Further, the generating rule of the table structure feature matrix in step S31 is as follows:
s311, determining the size of the two-dimensional array according to the minimum granularity of the cells in the table, taking the following table 1 as an example;
TABLE 1 Table of sales and revenue for two seasons products of a company
Figure 442434DEST_PATH_IMAGE002
The two-dimensional array size corresponding to the table is 8 rows and 5 columns;
s312, filling the two-dimensional array elements, wherein the rule is as follows:
the head unit of the transverse merging unit is H, and the rest is _ H;
the head unit of the longitudinal merging unit is V, and the rest is _ V;
the no merging cell is N;
the head unit of the horizontal and vertical bidirectional merging cells is D, and the rest is _ D;
from this, a two-dimensional array as shown in FIG. 4 can be obtained;
s313, compressing the two-dimensional array formed in the step S312; the compression rules are as follows:
the column compression direction is from right to left, and the row compression direction is from bottom to top;
when all letters of a certain column/row satisfy the following rule, the corresponding column/row is compressed:
the column/row letters are completely the same as the left/upper side of the column/row letters, or are combined cells and main cells;
deleting the compressed row/line from the array, and repeatedly executing the step S313 until the two-dimensional array cannot be compressed;
s314, through step S313, a table structure feature matrix is finally obtained, and the result taking table 1 as an example is shown in fig. 5.
The invention also provides a document comparison analysis system based on table structure analysis, which comprises the following steps:
the file conversion module is used for receiving various types of source files and uniformly converting the source files into PDF files;
the file identification module is used for extracting, dividing and identifying different tools aiming at different types of content parts in the PDF file respectively to obtain table data and non-table data with text content, coordinate information and a table structure;
and the data comparison module is used for respectively comparing the table data with the non-table data to finally obtain the text difference and the table difference outside the table.
Further, the file identification module comprises:
the table data identification module is used for analyzing the PDF file and obtaining table data;
and the non-table data identification module is used for analyzing the PDF file and obtaining non-table data.
Further, the data comparison module comprises;
the table data comparison module is used for obtaining the difference of the table data parts of the source document and the converted PDF document;
and the non-table data comparison module is used for obtaining the difference of the non-table data part of the source document and the converted PDF document.
Based on the technical scheme of the invention, in the concrete implementation and operation process, the operation flow of the invention is described by the document A and the document B shown in FIG. 6 and FIG. 7:
the difference points between the document A and the document B comprise:
1. the entry in document A contains the table heading "Purchase Entries List" in one row, and this heading in document B exists outside the table.
2. The item table in document a is between the two postings 2 and 3, and the item table in document B is after the postings 3.
3. The material table in document a contains the "order" column but no "quotation" row, and the material table in document B does not contain the "order" but no "quotation" row.
The specific operation flow is as follows:
1. document content is identified and extracted from document a and document B.
Wherein, the extracted text content of the document A is as follows: the main title and text characters except the table, the table content is: item tables (with title) and materials tables.
The text content extracted from the document B is as follows: main title, project table title, text characters except table, table content is: item tables (without title) and materials tables.
2. And generating a table characteristic matrix according to the document A and the document B tables.
The document A project list feature matrix is as follows:
Figure DEST_PATH_IMAGE003
the material table feature matrix is:
Figure 322796DEST_PATH_IMAGE004
the document B project table feature matrix is as follows:
Figure 730644DEST_PATH_IMAGE004
(ii) a The material table feature matrix is:
Figure 376608DEST_PATH_IMAGE004
3. since the table structure of each table in documents a and B is not completely the same as the text in the table, the Hash generated by table structure + table text is not necessarily equal, and thus there is no table that achieves a "complete match" relationship.
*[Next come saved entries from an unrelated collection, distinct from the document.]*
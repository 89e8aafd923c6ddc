//! Register-level emulation of a GMP102 on an I2C bus.
//!
//! Conversions report codes derived from a slowly varying synthetic weather
//! signal. The pressure code is found by inverting the calibration
//! polynomial, so compensating it gives the synthetic pressure back.

use embedded_hal::i2c::{ErrorKind, ErrorType, NoAcknowledgeSource, Operation};
use embedded_hal_async::i2c::I2c;
use log::{debug, info};

use gmp102_core::CalibrationError;
use gmp102_core::calibration::{
    BASE_DECADE, CALIBRATION_PARAMETER_COUNT, CALIBRATION_REGISTER_COUNT, CalibrationData,
};
use gmp102_core::gmp102::registers::{
    COMMAND_MEASURE_PRESSURE, COMMAND_MEASURE_TEMPERATURE, Register, SOFT_RESET_VALUE,
    STATUS_DATA_READY,
};

/// Calibration block burnt into the simulated part.
pub const FACTORY_CALIBRATION: [u8; CALIBRATION_REGISTER_COUNT] = [
    0x30, 0x71, 0xAB, 0x21, 0x32, 0x44, 0x13, 0x48, 0xFC, 0x54, 0x01, 0xE0, 0xFD, 0xA8, 0x04, 0xB0,
    0xF8, 0x30,
];

/// Status polls that report "busy" after each conversion command
const CONVERSION_POLLS: u8 = 1;

/// Simulated seconds between two pressure conversions
const SECONDS_PER_CONVERSION: f64 = 1.0;

const PRESSURE_CODE_MIN: f64 = -8_388_608.0;
const PRESSURE_CODE_MAX: f64 = 8_388_607.0;

// ---------------------------------------------------------------------------
// Synthetic weather
// ---------------------------------------------------------------------------

/// Temperature and pressure that drift over simulated time.
#[derive(Debug, Clone, Copy, Default)]
pub struct Weather {
    elapsed_secs: f64,
}

impl Weather {
    fn advance(&mut self, dt_secs: f64) {
        self.elapsed_secs += dt_secs;
    }

    /// 20–26 °C sinusoidal with slow drift
    pub fn temperature_celsius(&self) -> f64 {
        let t = self.elapsed_secs;
        23.0 + 3.0 * (t / 120.0).sin() + 0.5 * (t / 37.0).cos()
    }

    /// Around the demo's 100 110 Pa sea-level reference
    pub fn pressure_pa(&self) -> f64 {
        let t = self.elapsed_secs;
        100_110.0 + 150.0 * (t / 300.0).sin() + 20.0 * (t / 41.0).cos()
    }
}

// ---------------------------------------------------------------------------
// Device
// ---------------------------------------------------------------------------

pub struct SimulatedGmp102 {
    address: u8,
    registers: [u8; 256],
    pointer: u8,
    busy_polls: u8,
    weather: Weather,
    coefficients: [f64; CALIBRATION_PARAMETER_COUNT],
}

impl SimulatedGmp102 {
    pub fn new(address: u8) -> Result<Self, CalibrationError> {
        let calibration = CalibrationData::from_registers(&FACTORY_CALIBRATION)?;

        let mut coefficients = [0.0; CALIBRATION_PARAMETER_COUNT];
        for (i, coefficient) in coefficients.iter_mut().enumerate() {
            let exponent = calibration.scales()[i] as i32 - BASE_DECADE[i] as i32;
            *coefficient = calibration.mantissas()[i] as f64 * 10f64.powi(exponent);
        }

        let mut device = Self {
            address,
            registers: [0; 256],
            pointer: 0,
            busy_polls: 0,
            weather: Weather::default(),
            coefficients,
        };
        device.reset();
        Ok(device)
    }

    pub fn weather(&self) -> &Weather {
        &self.weather
    }

    fn reset(&mut self) {
        self.registers = [0; 256];
        let start = Register::CalibrationStart.addr() as usize;
        self.registers[start..start + CALIBRATION_REGISTER_COUNT]
            .copy_from_slice(&FACTORY_CALIBRATION);
        self.busy_polls = 0;
    }

    fn is_calibration(register: u8) -> bool {
        let start = Register::CalibrationStart.addr();
        (start..start + CALIBRATION_REGISTER_COUNT as u8).contains(&register)
    }

    fn handle_write(&mut self, bytes: &[u8]) {
        let Some((&register, values)) = bytes.split_first() else {
            return;
        };

        self.pointer = register;
        for &value in values {
            self.store(self.pointer, value);
            self.pointer = self.pointer.wrapping_add(1);
        }
    }

    fn handle_read(&mut self, buffer: &mut [u8]) {
        for byte in buffer.iter_mut() {
            *byte = self.load(self.pointer);
            self.pointer = self.pointer.wrapping_add(1);
        }
    }

    fn store(&mut self, register: u8, value: u8) {
        if register == Register::Reset.addr() {
            if value == SOFT_RESET_VALUE {
                info!("Simulated GMP102: soft reset");
                self.reset();
            }
        } else if register == Register::Command.addr() {
            self.convert(value);
        } else if !Self::is_calibration(register) {
            self.registers[register as usize] = value;
        }
    }

    fn load(&mut self, register: u8) -> u8 {
        let value = self.registers[register as usize];
        if register == Register::Status.addr() && self.busy_polls > 0 {
            self.busy_polls -= 1;
            return value & !STATUS_DATA_READY;
        }
        value
    }

    fn convert(&mut self, command: u8) {
        let status = Register::Status.addr() as usize;
        match command {
            COMMAND_MEASURE_PRESSURE => {
                self.weather.advance(SECONDS_PER_CONVERSION);
                let code = self.pressure_code();
                let start = Register::PressureMsb.addr() as usize;
                self.registers[start..start + 3].copy_from_slice(&code.to_be_bytes()[1..]);
                debug!("Simulated GMP102: pressure code {}", code);
            }
            COMMAND_MEASURE_TEMPERATURE => {
                let code = self.temperature_code();
                let start = Register::TemperatureMsb.addr() as usize;
                self.registers[start..start + 2].copy_from_slice(&code.to_be_bytes());
                debug!("Simulated GMP102: temperature code {}", code);
            }
            _ => return,
        }
        self.registers[status] |= STATUS_DATA_READY;
        self.busy_polls = CONVERSION_POLLS;
    }

    fn temperature_code(&self) -> i16 {
        (self.weather.temperature_celsius() * 256.0).round() as i16
    }

    /// Solves `A + B·P + C·P² = target` for the code `P` nearest the linear guess.
    fn pressure_code(&self) -> i32 {
        let a = &self.coefficients;
        let t = self.temperature_code() as f64;
        let target = self.weather.pressure_pa();

        let offset = a[0] + a[1] * t + a[2] * t * t - target;
        let linear = a[3] + a[4] * t + a[5] * t * t;
        let quadratic = a[6] + a[7] * t + a[8] * t * t;

        let guess = -offset / linear;
        let discriminant = linear * linear - 4.0 * quadratic * offset;
        let code = if quadratic == 0.0 || discriminant < 0.0 {
            guess
        } else {
            let root = discriminant.sqrt();
            let first = (-linear + root) / (2.0 * quadratic);
            let second = (-linear - root) / (2.0 * quadratic);
            if (first - guess).abs() <= (second - guess).abs() {
                first
            } else {
                second
            }
        };

        code.round().clamp(PRESSURE_CODE_MIN, PRESSURE_CODE_MAX) as i32
    }
}

impl ErrorType for SimulatedGmp102 {
    type Error = ErrorKind;
}

impl I2c for SimulatedGmp102 {
    async fn transaction(
        &mut self,
        address: u8,
        operations: &mut [Operation<'_>],
    ) -> Result<(), Self::Error> {
        if address != self.address {
            return Err(ErrorKind::NoAcknowledge(NoAcknowledgeSource::Address));
        }

        for operation in operations {
            match operation {
                Operation::Write(bytes) => self.handle_write(bytes),
                Operation::Read(buffer) => self.handle_read(buffer),
            }
        }
        Ok(())
    }
}

#[cfg(test)]
mod tests {
    use super::*;
    use embassy_futures::block_on;
    use gmp102_core::Compensator;
    use gmp102_core::compensation::RawReading;
    use gmp102_core::gmp102::registers::GMP102_I2C_ADDRESS;

    fn device() -> SimulatedGmp102 {
        SimulatedGmp102::new(GMP102_I2C_ADDRESS).unwrap()
    }

    #[test]
    fn test_calibration_is_readable() {
        let mut device = device();
        let mut bytes = [0u8; CALIBRATION_REGISTER_COUNT];

        block_on(device.write_read(GMP102_I2C_ADDRESS, &[0xAA], &mut bytes)).unwrap();

        assert_eq!(bytes, FACTORY_CALIBRATION);
    }

    #[test]
    fn test_wrong_address_is_not_acknowledged() {
        let mut device = device();

        let result = block_on(device.write(0x77, &[0x00, SOFT_RESET_VALUE]));

        assert_eq!(
            result,
            Err(ErrorKind::NoAcknowledge(NoAcknowledgeSource::Address))
        );
    }

    #[test]
    fn test_status_is_busy_once_after_command() {
        let mut device = device();
        let mut status = [0u8; 1];

        block_on(device.write(GMP102_I2C_ADDRESS, &[0x30, COMMAND_MEASURE_TEMPERATURE])).unwrap();

        block_on(device.write_read(GMP102_I2C_ADDRESS, &[0x02], &mut status)).unwrap();
        assert_eq!(status[0] & STATUS_DATA_READY, 0);
        block_on(device.write_read(GMP102_I2C_ADDRESS, &[0x02], &mut status)).unwrap();
        assert_eq!(status[0] & STATUS_DATA_READY, STATUS_DATA_READY);
    }

    #[test]
    fn test_pressure_code_compensates_to_weather() {
        let calibration = CalibrationData::from_registers(&FACTORY_CALIBRATION).unwrap();
        let compensator = Compensator::new(calibration);
        let mut device = device();

        for _ in 0..50 {
            device.convert(COMMAND_MEASURE_PRESSURE);
            let raw = RawReading::new(device.temperature_code(), device.pressure_code());

            let reading = compensator.compensate_fixed_s64(raw);
            let expected = device.weather().pressure_pa();
            assert!(
                (reading.pressure_pa() as f64 - expected).abs() < 0.5,
                "{raw:?}: {} vs {expected}",
                reading.pressure_pa()
            );
        }
    }
}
Traversing the tables of the two documents and comparing the similarity of the content and the structural features, the method is easy to obtain: the item table of document A is associated with the item table of document B as a "partial match"; the material table of document A is associated with the material table of document B as a "partial match".
4. Special placeholders PH _1 (entry table) and PH _2 (material table) are generated for the two sets of association tables, respectively. (because the special placeholder is longer in length and there are invisible characters, so reference is made here to PH _1 and PH _ 2)
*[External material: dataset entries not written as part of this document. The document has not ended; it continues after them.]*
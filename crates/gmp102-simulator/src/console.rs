//! Serial-console style output of each acquisition cycle.

use core::fmt::{self, Write};

use embedded_hal::i2c::ErrorKind;
use heapless::String;
use log::{error, warn};

use gmp102_core::Gmp102Error;
use gmp102_core::acquisition::ReadingSink;
use gmp102_core::compensation::{CompensatedReading, FixedReadingS32, FixedReadingS64};
use gmp102_core::sensors::Gmp102Readings;

/// Longest line the console prints
const LINE_CAPACITY: usize = 32;

/// Formats each reading the way the demo board's UART does, one value per line.
///
/// Fixed-point readings print their scaled integer, tagged with its decimal
/// scale: `P(1e-2 Pa)=10132500`.
#[derive(Debug, Default)]
pub struct SerialConsole {
    lines_written: usize,
}

impl SerialConsole {
    /// Renders the lines for one reading, ending with an empty separator line.
    pub fn format(readings: &Gmp102Readings) -> [String<LINE_CAPACITY>; 6] {
        let mut lines: [String<LINE_CAPACITY>; 6] = Default::default();

        let (pressure, temperature) = match readings.compensated {
            CompensatedReading::Float(reading) => (
                write!(lines[2], "P(Pa)={:.1}", reading.pressure_pa),
                write!(lines[3], "T(C)={:.3}", reading.temperature_celsius),
            ),
            CompensatedReading::FixedS64(reading) => {
                let precision = FixedReadingS64::PRECISION;
                (
                    write_scaled(
                        &mut lines[2],
                        "P",
                        "Pa",
                        reading.pressure_centi_pa,
                        precision.pressure_decimals,
                    ),
                    write_scaled(
                        &mut lines[3],
                        "T",
                        "C",
                        reading.temperature_milli_celsius.into(),
                        precision.temperature_decimals,
                    ),
                )
            }
            CompensatedReading::FixedS32(reading) => {
                let precision = FixedReadingS32::PRECISION;
                (
                    write_scaled(
                        &mut lines[2],
                        "P",
                        "Pa",
                        reading.pressure_pa.into(),
                        precision.pressure_decimals,
                    ),
                    write_scaled(
                        &mut lines[3],
                        "T",
                        "C",
                        reading.temperature_centi_celsius.into(),
                        precision.temperature_decimals,
                    ),
                )
            }
        };

        let results = [
            write!(lines[0], "P(code)={}", readings.raw.pressure),
            write!(lines[1], "T(code)={}", readings.raw.temperature),
            pressure,
            temperature,
            write!(lines[4], "Alt(m)={:.3}", readings.altitude_m),
        ];
        if results.iter().any(Result::is_err) {
            warn!("Console line truncated at {} bytes", LINE_CAPACITY);
        }

        lines
    }

    pub fn lines_written(&self) -> usize {
        self.lines_written
    }
}

/// Writes `Q(unit)=value`, or `Q(1e-n unit)=value` for a scaled integer.
fn write_scaled(
    line: &mut String<LINE_CAPACITY>,
    quantity: &str,
    unit: &str,
    value: i64,
    decimals: u8,
) -> fmt::Result {
    if decimals == 0 {
        write!(line, "{quantity}({unit})={value}")
    } else {
        write!(line, "{quantity}(1e-{decimals} {unit})={value}")
    }
}

impl ReadingSink<Gmp102Readings, Gmp102Error<ErrorKind>> for SerialConsole {
    fn publish(&mut self, readings: &Gmp102Readings) {
        for line in Self::format(readings) {
            println!("{}", line);
            self.lines_written += 1;
        }
    }

    fn report_error(&mut self, e: &Gmp102Error<ErrorKind>) {
        error!("Measurement failed: {}", e);
    }
}

#[cfg(test)]
mod tests {
    use super::*;
    use gmp102_core::compensation::{FloatReading, RawReading};

    #[test]
    fn test_float_reading_lines() {
        let readings = Gmp102Readings {
            raw: RawReading::new(6_400, 6_589_632),
            compensated: CompensatedReading::Float(FloatReading {
                temperature_celsius: 25.0,
                pressure_pa: 101_325.0,
            }),
            altitude_m: -101.875,
        };

        let lines = SerialConsole::format(&readings);

        assert_eq!(lines[0], "P(code)=6589632");
        assert_eq!(lines[1], "T(code)=6400");
        assert_eq!(lines[2], "P(Pa)=101325.0");
        assert_eq!(lines[3], "T(C)=25.000");
        assert_eq!(lines[4], "Alt(m)=-101.875");
        assert_eq!(lines[5], "");
    }

    #[test]
    fn test_fixed_s32_lines_print_scaled_integers() {
        let readings = Gmp102Readings {
            raw: RawReading::new(-10_240, 2_000_000),
            compensated: CompensatedReading::FixedS32(FixedReadingS32 {
                temperature_centi_celsius: -4_000,
                pressure_pa: 60_849,
            }),
            altitude_m: 4_013.5,
        };

        let lines = SerialConsole::format(&readings);

        assert_eq!(lines[2], "P(Pa)=60849");
        assert_eq!(lines[3], "T(1e-2 C)=-4000");
    }

    #[test]
    fn test_fixed_s64_lines_print_scaled_integers() {
        let mut readings = Gmp102Readings {
            raw: RawReading::new(6_400, 6_589_632),
            compensated: CompensatedReading::FixedS64(FixedReadingS64 {
                temperature_milli_celsius: 25_000,
                pressure_centi_pa: 10_132_500,
            }),
            altitude_m: 0.0,
        };

        let lines = SerialConsole::format(&readings);
        assert_eq!(lines[2], "P(1e-2 Pa)=10132500");
        assert_eq!(lines[3], "T(1e-3 C)=25000");

        // The widest value still fits one line
        readings.compensated = CompensatedReading::FixedS64(FixedReadingS64 {
            temperature_milli_celsius: i32::MIN,
            pressure_centi_pa: i64::MIN,
        });
        let lines = SerialConsole::format(&readings);
        assert_eq!(lines[2], "P(1e-2 Pa)=-9223372036854775808");
        assert_eq!(lines[3], "T(1e-3 C)=-2147483648");
    }

    #[test]
    fn test_publish_counts_lines() {
        let mut console = SerialConsole::default();
        let readings = Gmp102Readings {
            raw: RawReading::default(),
            compensated: CompensatedReading::Float(FloatReading::default()),
            altitude_m: 0.0,
        };

        console.publish(&readings);
        console.publish(&readings);

        assert_eq!(console.lines_written(), 12);
    }
}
5. Comparing the project list structure characteristic matrixes in the document A and the document B, wherein the project list structure characteristic matrix of the document A is one more than the project list structure characteristic matrix of the document B
Figure DEST_PATH_IMAGE005
And (5) structure. This structure is mapped back to the document A project table, which is known to correspond to the title line. The line change is marked as new.
6. The processing of the overlapped part of the structural characteristics takes a material table as an example: because the structural feature matrices of the material tables in document A and document B are completely overlapped, the material tables with 4 columns and 3 rows (document A) and 3 columns and 4 rows (document B) can be obtained by mapping the structural feature matrices back to the original tables.
7. Comparing the first row of the two table structures obtained in the step 6, the document A compares the material table in the document B with more 'sequence' columns, that is, the columns 2, 3 and 4 of the material table in the document A respectively form corresponding relations with the columns 1, 2 and 3 of the material table in the document B. The column is marked as new.
8. And (3) excluding the first row of the material table, and comparing the document A with the first column of the association column of the data row of the material table in the document B, namely comparing the 2 nd column, the 2 nd to 3 rd rows of the material table of the document A with the 1 st column and the 2 nd to 4 th rows of the material table of the document B. The available document a has one row of "quotation" deleted compared to the document B materials table. And rows 2 and 3 of the document A materials table are associated with rows 2 and 4 of the document B materials table, respectively. Line 3 of the document B materials table is marked as deleted.
9. And obtaining the row-column association relationship of the material tables in the documents A and B to obtain the cell association relationship of the material tables in the documents A and B. And sequentially comparing the difference points of the associated cell contents by using an edit distance algorithm.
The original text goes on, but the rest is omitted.